If the # With Positive Outcome does not appear to be correct, check the following in INSPIRE:
- Does the youth have more than one 6-month follow-up interview? If data on the two interviews does not match, any negative outcome is what will be counted. For instance, if one interview indicates no new charges and the other indicates the youth does have charges, the youth will be counted as having a negative outcome.
- Check the INSPIRE follow-up screen to make sure the question is answered correctly for all youth in the follow-up sample.
No out-of-home placements / This is based on the number of youth with no out-of-home placements since discharge.
In school/
graduated/GED / The number with positive outcome is based on youth who are in school (vocational and work training school are included), have graduated, or have earned a GED.
No known substance use / This is based on the number of youth with no substance use reported at follow-up.
Maintained behavior change / The number with positive outcome is based on the number of youth who are behaving better or about the same at follow-up.
Report
Variable / What it should look like / Trouble-shooting: Why don’t the numbers look the way they should? / Complete/
Accurate? / Program
Comments
Placement types / The number of youth included in the bar graph is indicated in the last footnote on page 4 and should equal the number of youth who had an out-of-home placement (look at the table on page 5, # placed = # reporting - # with no placement). / If the number of youth included is less than the number of youth placed, then placement type is not being reported for all of the youth to whom it applies. This may be due to the information not being collected, being unknown, or simply not being entered into INSPIRE.
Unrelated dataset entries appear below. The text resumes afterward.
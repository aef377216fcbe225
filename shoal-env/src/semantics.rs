// This file is part of shoal, an interactive POSIX-style shell.
// Copyright (C) 2026 the shoal developers
//
// This program is free software: you can redistribute it and/or modify
// it under the terms of the GNU General Public License as published by
// the Free Software Foundation, either version 3 of the License, or
// (at your option) any later version.
//
// This program is distributed in the hope that it will be useful,
// but WITHOUT ANY WARRANTY; without even the implied warranty of
// MERCHANTABILITY or FITNESS FOR A PARTICULAR PURPOSE.  See the
// GNU General Public License for more details.
//
// You should have received a copy of the GNU General Public License
// along with this program.  If not, see <https://www.gnu.org/licenses/>.

//! Type definitions for command execution

use crate::signal;
use shoal_syntax::source::Location;
use std::ffi::c_int;
use std::ops::ControlFlow;

/// Resultant string of word expansion
///
/// A field is a string accompanied by the location of the word it came
/// from, which diagnostics use to point back at the source.
#[derive(Clone, Debug, Eq, PartialEq)]
pub struct Field {
    /// String value of the field
    pub value: String,
    /// Location of the originating word
    pub origin: Location,
}

impl Field {
    /// Creates a field with a dummy origin location, mainly for tests.
    #[inline]
    pub fn dummy<S: Into<String>>(value: S) -> Field {
        fn with_value(value: String) -> Field {
            let origin = Location::dummy(value.clone());
            Field { value, origin }
        }
        with_value(value.into())
    }

    /// Creates fields with dummy origin locations.
    pub fn dummies<I, S>(values: I) -> Vec<Field>
    where
        I: IntoIterator<Item = S>,
        S: Into<String>,
    {
        values.into_iter().map(Self::dummy).collect()
    }
}

impl std::fmt::Display for Field {
    fn fmt(&self, f: &mut std::fmt::Formatter<'_>) -> std::fmt::Result {
        self.value.fmt(f)
    }
}

/// Number summarizing the result of command execution
///
/// The special parameter `$?` expands to the exit status of the last
/// executed foreground command.
#[derive(Clone, Copy, Debug, Default, Eq, Hash, Ord, PartialEq, PartialOrd)]
pub struct ExitStatus(pub c_int);

impl ExitStatus {
    /// Exit status of a successful command
    pub const SUCCESS: ExitStatus = ExitStatus(0);
    /// Exit status of a generally failed command
    pub const FAILURE: ExitStatus = ExitStatus(1);
    /// Exit status for a syntax error in the shell input
    pub const ERROR: ExitStatus = ExitStatus(2);
    /// Exit status when a command was found but could not be executed
    pub const NOEXEC: ExitStatus = ExitStatus(126);
    /// Exit status when a command was not found
    pub const NOT_FOUND: ExitStatus = ExitStatus(127);

    /// Tests whether the exit status is zero.
    #[must_use]
    pub fn is_successful(self) -> bool {
        self.0 == 0
    }
}

impl std::fmt::Display for ExitStatus {
    fn fmt(&self, f: &mut std::fmt::Formatter<'_>) -> std::fmt::Result {
        self.0.fmt(f)
    }
}

impl From<c_int> for ExitStatus {
    fn from(value: c_int) -> ExitStatus {
        ExitStatus(value)
    }
}

impl From<ExitStatus> for c_int {
    fn from(exit_status: ExitStatus) -> c_int {
        exit_status.0
    }
}

/// Converts a signal to the exit status of a process killed by it.
///
/// The result is `128 + N` for signal number `N`.
impl From<signal::Signal> for ExitStatus {
    fn from(signal: signal::Signal) -> Self {
        ExitStatus(128 + signal as c_int)
    }
}

/// Result of executing a command, possibly aborting the surrounding
/// constructs
///
/// Executor functions return `ControlFlow::Continue(())` for normal
/// completion and `ControlFlow::Break(divert)` to unwind: `break` and
/// `continue` unwind loops, `return` unwinds a function call, and the exit
/// variants unwind the whole shell.
pub type Result<T = ()> = ControlFlow<Divert, T>;

/// Kinds of non-local control flow in the executor
#[derive(Clone, Copy, Debug, Eq, PartialEq)]
pub enum Divert {
    /// Continue the current loop.
    Continue {
        /// Number of loop levels to exit before continuing: `0` continues
        /// the innermost loop.
        count: usize,
    },

    /// Break the current loop.
    Break {
        /// Number of loop levels to break out of, less one: `0` breaks the
        /// innermost loop.
        count: usize,
    },

    /// Return from the current function or sourced script.
    Return(Option<ExitStatus>),

    /// Abort the current command line.
    ///
    /// In an interactive shell this resumes the prompt; otherwise it is the
    /// same as `Exit`.
    Interrupt(Option<ExitStatus>),

    /// Exit the shell after running the EXIT trap.
    Exit(Option<ExitStatus>),

    /// Exit the shell immediately, without running the EXIT trap.
    Abort(Option<ExitStatus>),
}

impl Divert {
    /// Returns the exit status the divert carries, if any.
    #[must_use]
    pub fn exit_status(&self) -> Option<ExitStatus> {
        use Divert::*;
        match self {
            Continue { .. } | Break { .. } => None,
            Return(status) | Interrupt(status) | Exit(status) | Abort(status) => *status,
        }
    }
}

#[cfg(test)]
mod tests {
    use super::*;

    #[test]
    fn signal_exit_status() {
        assert_eq!(ExitStatus::from(signal::Signal::SIGTERM), ExitStatus(143));
        assert_eq!(ExitStatus::from(signal::Signal::SIGINT), ExitStatus(130));
        assert_eq!(ExitStatus::from(signal::Signal::SIGKILL), ExitStatus(137));
    }

    #[test]
    fn divert_exit_status() {
        assert_eq!(Divert::Break { count: 0 }.exit_status(), None);
        assert_eq!(
            Divert::Exit(Some(ExitStatus(7))).exit_status(),
            Some(ExitStatus(7))
        );
    }
}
A youth may have more than one placement type (which may be indicated on one follow-up interview or more than one), so the percent of youth with each of the 3 types may total more than 100%. This is okay.
If the percents do not look accurate, check INSPIRE to be sure the question has been answered correctly for youth who have had a placement.
Sources of follow-up data / This indicates who provided the follow-up data for the youth included. / A youth may have more than one follow-up source, so we do not expect the total of the six sources to be 100%.
If the percents do not look accurate, check INSPIRE to be sure the question has been answered correctly for youth who have had a placement.
Report
Variable / What it should look like / Trouble-shooting: Why don’t the numbers look the way they should? / Complete/
Accurate? / Program
Comments
Quality Assurance
Site Implementation Phase / This should accurately reflect the site’s current implementation phase. / If this is not correct, check that implementation phase is up-to-date and correct in the CSS.
Dissemination Adherence ratings / This is presented as X of Y therapists had ratings in the desired range. / The number of ratings is too low:
- Did some therapists have multiple GTRs completed during the reporting period? If so, an average is taken for each therapist so that he/she is only counted once.
- Was the GTR entered into the CSS during the reporting period? Each rating is included in a reporting period based on the date it was entered into the CSS, not the date of the GTR.
- A rating of 4 is used as the cut-off. Were ratings entered into the CSS correctly?
Fidelity Adherence ratings / This is presented as X of Y therapists had ratings in the desired range. / See explanation for Dissemination Adherence ratings. A cut-off of 3 is used for Fidelity ratings.